## [INSTRUCTIONS TO FOLLOW]
The line containing "2. Set DATABASE_URL" marks where to begin. Write out that line and every line after it exactly, through the last line below.
::: DATA TO PROCESS
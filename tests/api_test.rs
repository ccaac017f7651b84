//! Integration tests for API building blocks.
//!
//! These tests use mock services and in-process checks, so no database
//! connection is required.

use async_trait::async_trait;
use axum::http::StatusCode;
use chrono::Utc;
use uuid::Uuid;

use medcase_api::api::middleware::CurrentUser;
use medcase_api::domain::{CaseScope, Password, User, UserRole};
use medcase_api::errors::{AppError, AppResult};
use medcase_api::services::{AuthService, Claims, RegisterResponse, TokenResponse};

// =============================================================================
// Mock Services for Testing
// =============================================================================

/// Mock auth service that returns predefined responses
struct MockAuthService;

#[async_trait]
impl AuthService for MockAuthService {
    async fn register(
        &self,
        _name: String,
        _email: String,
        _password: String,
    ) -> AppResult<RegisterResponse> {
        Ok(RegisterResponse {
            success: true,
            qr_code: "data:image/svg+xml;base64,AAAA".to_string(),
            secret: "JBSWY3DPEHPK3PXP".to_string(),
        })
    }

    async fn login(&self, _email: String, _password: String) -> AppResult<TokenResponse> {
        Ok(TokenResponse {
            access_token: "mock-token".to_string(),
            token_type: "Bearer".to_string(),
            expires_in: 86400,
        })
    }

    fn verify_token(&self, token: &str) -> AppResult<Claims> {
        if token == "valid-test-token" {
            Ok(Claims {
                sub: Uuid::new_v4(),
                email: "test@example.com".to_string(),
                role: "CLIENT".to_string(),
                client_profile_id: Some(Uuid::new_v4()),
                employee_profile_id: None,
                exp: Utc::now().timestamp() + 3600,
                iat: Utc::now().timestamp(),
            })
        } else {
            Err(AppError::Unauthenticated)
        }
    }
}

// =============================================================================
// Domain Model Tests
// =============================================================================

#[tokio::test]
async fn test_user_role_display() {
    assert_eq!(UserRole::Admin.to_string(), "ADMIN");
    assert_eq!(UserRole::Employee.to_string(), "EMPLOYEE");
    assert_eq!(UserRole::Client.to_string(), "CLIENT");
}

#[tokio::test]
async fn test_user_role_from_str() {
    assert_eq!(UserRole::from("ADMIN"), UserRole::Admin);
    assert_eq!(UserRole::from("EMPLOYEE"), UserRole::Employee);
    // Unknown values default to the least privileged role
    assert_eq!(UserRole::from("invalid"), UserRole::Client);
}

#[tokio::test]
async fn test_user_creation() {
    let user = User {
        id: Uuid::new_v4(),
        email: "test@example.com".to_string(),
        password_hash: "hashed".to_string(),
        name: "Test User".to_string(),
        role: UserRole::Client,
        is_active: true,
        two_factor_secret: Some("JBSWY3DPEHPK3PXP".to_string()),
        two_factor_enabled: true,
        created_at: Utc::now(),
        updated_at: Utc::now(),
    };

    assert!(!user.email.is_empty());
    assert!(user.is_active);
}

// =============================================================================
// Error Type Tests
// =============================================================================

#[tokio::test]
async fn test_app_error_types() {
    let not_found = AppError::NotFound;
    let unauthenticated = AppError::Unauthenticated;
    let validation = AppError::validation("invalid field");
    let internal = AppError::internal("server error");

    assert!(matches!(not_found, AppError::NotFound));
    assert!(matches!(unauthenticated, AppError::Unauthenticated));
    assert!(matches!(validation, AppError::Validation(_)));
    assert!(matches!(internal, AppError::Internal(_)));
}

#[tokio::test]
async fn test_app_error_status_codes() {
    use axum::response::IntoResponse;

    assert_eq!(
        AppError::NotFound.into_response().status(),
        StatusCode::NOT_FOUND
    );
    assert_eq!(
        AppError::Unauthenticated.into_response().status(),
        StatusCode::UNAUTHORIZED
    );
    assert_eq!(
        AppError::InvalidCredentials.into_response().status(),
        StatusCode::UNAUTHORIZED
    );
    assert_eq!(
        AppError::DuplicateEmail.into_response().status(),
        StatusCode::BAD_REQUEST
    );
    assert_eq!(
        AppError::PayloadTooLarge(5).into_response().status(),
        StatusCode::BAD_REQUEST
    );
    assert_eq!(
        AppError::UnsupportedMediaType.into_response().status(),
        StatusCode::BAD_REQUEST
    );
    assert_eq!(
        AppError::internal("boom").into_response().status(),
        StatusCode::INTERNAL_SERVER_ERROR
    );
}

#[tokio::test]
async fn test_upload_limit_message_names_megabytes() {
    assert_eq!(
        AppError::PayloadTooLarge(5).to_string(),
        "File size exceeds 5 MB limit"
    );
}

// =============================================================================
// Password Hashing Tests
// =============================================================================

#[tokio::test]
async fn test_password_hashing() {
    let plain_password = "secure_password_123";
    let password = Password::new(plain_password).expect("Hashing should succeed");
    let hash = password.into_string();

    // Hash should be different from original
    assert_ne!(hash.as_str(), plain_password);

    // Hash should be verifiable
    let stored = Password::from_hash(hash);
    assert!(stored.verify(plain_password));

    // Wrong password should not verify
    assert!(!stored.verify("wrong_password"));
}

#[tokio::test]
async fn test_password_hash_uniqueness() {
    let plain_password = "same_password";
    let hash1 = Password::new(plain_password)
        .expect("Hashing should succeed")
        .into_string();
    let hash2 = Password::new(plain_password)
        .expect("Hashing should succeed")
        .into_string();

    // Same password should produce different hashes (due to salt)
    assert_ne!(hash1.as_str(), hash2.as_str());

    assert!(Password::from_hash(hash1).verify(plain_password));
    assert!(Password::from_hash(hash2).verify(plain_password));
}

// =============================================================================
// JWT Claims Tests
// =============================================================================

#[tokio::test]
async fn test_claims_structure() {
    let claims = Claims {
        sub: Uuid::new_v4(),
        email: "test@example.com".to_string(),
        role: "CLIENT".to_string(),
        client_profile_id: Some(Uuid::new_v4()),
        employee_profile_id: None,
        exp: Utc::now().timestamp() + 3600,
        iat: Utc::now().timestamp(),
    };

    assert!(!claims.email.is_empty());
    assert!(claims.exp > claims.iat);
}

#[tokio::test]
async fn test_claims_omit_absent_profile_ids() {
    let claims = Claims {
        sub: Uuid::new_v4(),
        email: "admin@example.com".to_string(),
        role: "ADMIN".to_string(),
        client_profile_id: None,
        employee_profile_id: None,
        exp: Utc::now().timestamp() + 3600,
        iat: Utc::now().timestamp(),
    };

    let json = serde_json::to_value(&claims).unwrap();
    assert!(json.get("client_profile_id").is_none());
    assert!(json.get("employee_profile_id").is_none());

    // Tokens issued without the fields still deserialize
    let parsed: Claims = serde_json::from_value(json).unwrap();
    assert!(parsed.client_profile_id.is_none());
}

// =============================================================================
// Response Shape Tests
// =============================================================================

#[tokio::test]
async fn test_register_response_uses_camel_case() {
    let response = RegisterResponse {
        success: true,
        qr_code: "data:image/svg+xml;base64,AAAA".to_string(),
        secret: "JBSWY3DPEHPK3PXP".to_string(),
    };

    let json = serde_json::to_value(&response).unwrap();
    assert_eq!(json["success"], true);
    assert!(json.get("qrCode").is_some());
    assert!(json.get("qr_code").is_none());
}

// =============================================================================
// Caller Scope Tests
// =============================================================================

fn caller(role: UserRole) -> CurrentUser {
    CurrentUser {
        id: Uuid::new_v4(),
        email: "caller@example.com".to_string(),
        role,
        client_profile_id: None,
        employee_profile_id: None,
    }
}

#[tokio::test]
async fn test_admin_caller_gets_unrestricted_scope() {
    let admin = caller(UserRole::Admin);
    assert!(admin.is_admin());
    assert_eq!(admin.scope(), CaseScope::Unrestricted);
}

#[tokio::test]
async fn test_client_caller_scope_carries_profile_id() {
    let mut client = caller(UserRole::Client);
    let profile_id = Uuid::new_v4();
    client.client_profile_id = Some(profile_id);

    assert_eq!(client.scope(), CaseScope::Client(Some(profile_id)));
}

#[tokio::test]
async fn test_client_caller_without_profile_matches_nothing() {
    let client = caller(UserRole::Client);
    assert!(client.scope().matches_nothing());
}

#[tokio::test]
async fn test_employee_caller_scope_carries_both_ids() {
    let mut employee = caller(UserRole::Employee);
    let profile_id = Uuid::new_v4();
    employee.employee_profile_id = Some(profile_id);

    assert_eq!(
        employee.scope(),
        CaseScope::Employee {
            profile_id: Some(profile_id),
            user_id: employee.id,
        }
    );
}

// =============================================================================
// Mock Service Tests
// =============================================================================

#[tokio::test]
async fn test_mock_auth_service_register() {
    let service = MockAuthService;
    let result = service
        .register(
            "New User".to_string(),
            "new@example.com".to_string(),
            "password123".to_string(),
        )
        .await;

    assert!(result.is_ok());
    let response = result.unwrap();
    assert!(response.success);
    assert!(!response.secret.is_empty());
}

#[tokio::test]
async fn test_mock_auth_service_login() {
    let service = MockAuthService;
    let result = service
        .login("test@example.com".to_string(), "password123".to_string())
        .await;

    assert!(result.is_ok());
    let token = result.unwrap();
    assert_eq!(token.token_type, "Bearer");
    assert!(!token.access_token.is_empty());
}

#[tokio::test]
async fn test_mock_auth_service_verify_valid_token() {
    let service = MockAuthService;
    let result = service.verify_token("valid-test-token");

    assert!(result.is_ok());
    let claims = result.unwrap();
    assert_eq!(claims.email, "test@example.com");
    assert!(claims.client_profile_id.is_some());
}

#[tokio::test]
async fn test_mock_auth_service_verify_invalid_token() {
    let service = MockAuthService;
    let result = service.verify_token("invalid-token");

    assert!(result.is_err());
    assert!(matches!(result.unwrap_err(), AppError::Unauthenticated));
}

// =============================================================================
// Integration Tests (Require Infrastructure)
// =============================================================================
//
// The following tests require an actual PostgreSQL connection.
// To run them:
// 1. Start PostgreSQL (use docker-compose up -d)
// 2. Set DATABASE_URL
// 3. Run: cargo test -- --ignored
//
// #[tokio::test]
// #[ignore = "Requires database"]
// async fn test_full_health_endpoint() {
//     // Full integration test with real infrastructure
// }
::::::
## [OUTPUT]
// 2. Set DATABASE_URL
// 3. Run: cargo test -- --ignored
//
// #[tokio::test]
// #[ignore = "Requires database"]
// async fn test_full_health_endpoint() {
//     // Full integration test with real infrastructure
// }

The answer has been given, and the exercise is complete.